El muro no se rompió limpiamente. No al principio. El impacto provocó un fuerte crujido en el garaje y el polvo se desprendió de la superficie. Murat retrocedió un poco y volvió a golpear. Con más fuerza. Esta vez, el sonido fue diferente. No era sólido. Hueco. Murat se congeló. No debería haber sonado así. Se acercó, apartando el polvo con la mano. Luego giró de nuevo.
El hormigón cedió. Una sección cerca del fondo se agrietó hacia dentro, rompiéndose a medida que caían fragmentos. Un hueco. Pequeño. Pero suficiente. Murat bajó el mazo lentamente, agachándose mientras se acercaba.
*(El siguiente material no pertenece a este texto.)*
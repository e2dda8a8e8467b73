use nalgebra::{DMatrix, Vector2};
use opencv::{
    core::{Mat, Scalar, Vec3b, CV_8UC3},
    imgproc::{cvt_color_def, COLOR_HSV2BGR},
    prelude::*,
    video::calc_optical_flow_farneback,
};
use serde::{Deserialize, Serialize};

use crate::{error::Result, utils::flow_to_dmatrix};

#[derive(Debug, Clone, PartialEq, Serialize, Deserialize)]
#[serde(default)]
pub struct FlowParams {
    pub pyr_scale: f64,
    pub levels: i32,
    pub winsize: i32,
    pub iterations: i32,
    pub poly_n: i32,
    pub poly_sigma: f64,
}

impl Default for FlowParams {
    fn default() -> Self {
        Self {
            pyr_scale: 0.5,
            levels: 3,
            winsize: 15,
            iterations: 3,
            poly_n: 5,
            poly_sigma: 1.2,
        }
    }
}

/// Dense per-pixel motion, `x` is the direction in degrees and `y` the magnitude.
pub struct MotionField {
    field: DMatrix<Vector2<f32>>,
}

impl MotionField {
    /// Farneback flow between two greyscale frames of the same size.
    pub fn compute(prev_grey: &Mat, cur_grey: &Mat, params: &FlowParams) -> Result<Self> {
        let mut flow = Mat::default();
        calc_optical_flow_farneback(
            prev_grey,
            cur_grey,
            &mut flow,
            params.pyr_scale,
            params.levels,
            params.winsize,
            params.iterations,
            params.poly_n,
            params.poly_sigma,
            0,
        )?;

        Ok(Self {
            field: flow_to_dmatrix(&flow)?,
        })
    }

    pub fn from_field(field: DMatrix<Vector2<f32>>) -> Self {
        Self { field }
    }

    pub fn field(&self) -> &DMatrix<Vector2<f32>> {
        &self.field
    }

    pub fn max_magnitude(&self) -> f32 {
        self.field.iter().fold(0.0, |m, v| m.max(v.y))
    }

    /// Visualises the field as an HSV image: hue is half the angle, saturation is full and
    /// value is the min-max normalised magnitude.
    pub fn render_hsv(&self) -> Result<Mat> {
        let (min, max) = self
            .field
            .iter()
            .fold((f32::INFINITY, f32::NEG_INFINITY), |(lo, hi), v| (lo.min(v.y), hi.max(v.y)));
        let range = if max > min { max - min } else { 1.0 };

        let mut hsv = Mat::new_rows_cols_with_default(
            self.field.nrows() as i32,
            self.field.ncols() as i32,
            CV_8UC3,
            Scalar::all(0.0),
        )?;
        for r in 0..self.field.nrows() {
            for c in 0..self.field.ncols() {
                let v = self.field[(r, c)];
                let hue = (v.x / 2.0).round().clamp(0.0, 180.0) as u8;
                let value = ((v.y - min) / range * 255.0).round().clamp(0.0, 255.0) as u8;
                *hsv.at_2d_mut::<Vec3b>(r as i32, c as i32)? = Vec3b::from([hue, 255, value]);
            }
        }

        Ok(hsv)
    }

    pub fn render_bgr(hsv: &Mat) -> Result<Mat> {
        let mut bgr = Mat::default();
        cvt_color_def(hsv, &mut bgr, COLOR_HSV2BGR)?;

        Ok(bgr)
    }
}

#[cfg(test)]
mod tests {
    use super::*;
    use crate::utils::colored_mat_to_dmatrix;

    #[test]
    fn rendering_maps_angle_to_hue_and_magnitude_to_value() {
        let field = DMatrix::from_row_slice(
            1,
            3,
            &[Vector2::new(0.0, 0.0), Vector2::new(90.0, 1.0), Vector2::new(300.0, 2.0)],
        );
        let hsv = MotionField::from_field(field).render_hsv().unwrap();
        let pixels = colored_mat_to_dmatrix(&hsv).unwrap();

        assert_eq!(pixels[(0, 0)].as_slice(), &[0, 255, 0]);
        assert_eq!(pixels[(0, 1)].as_slice(), &[45, 255, 128]);
        assert_eq!(pixels[(0, 2)].as_slice(), &[150, 255, 255]);
    }

    #[test]
    fn still_frames_have_no_motion() {
        let frame = Mat::new_rows_cols_with_default(60, 80, opencv::core::CV_8UC1, Scalar::all(90.0)).unwrap();
        let motion = MotionField::compute(&frame, &frame, &FlowParams::default()).unwrap();

        assert_eq!(motion.field().shape(), (60, 80));
        assert!(motion.max_magnitude() < 1e-3);
    }
}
De la abertura salió aire frío. Agudo. Antinatural. Levantó la linterna y apuntó hacia el interior. El haz se deslizó por el hueco..
Y siguió avanzando. No bloqueado. No superficial. Profundo. Mucho más profundo de lo que debería haber sido. La respiración de Murat se hizo más lenta. «¿Qué?» susurró. Las voces volvieron. Más claras ahora. Resonaban desde algún lugar más abajo. Murat se acercó, ensanchando la abertura lo suficiente para ver más.
Y fue entonces cuando lo notó. Escalones. Bajando.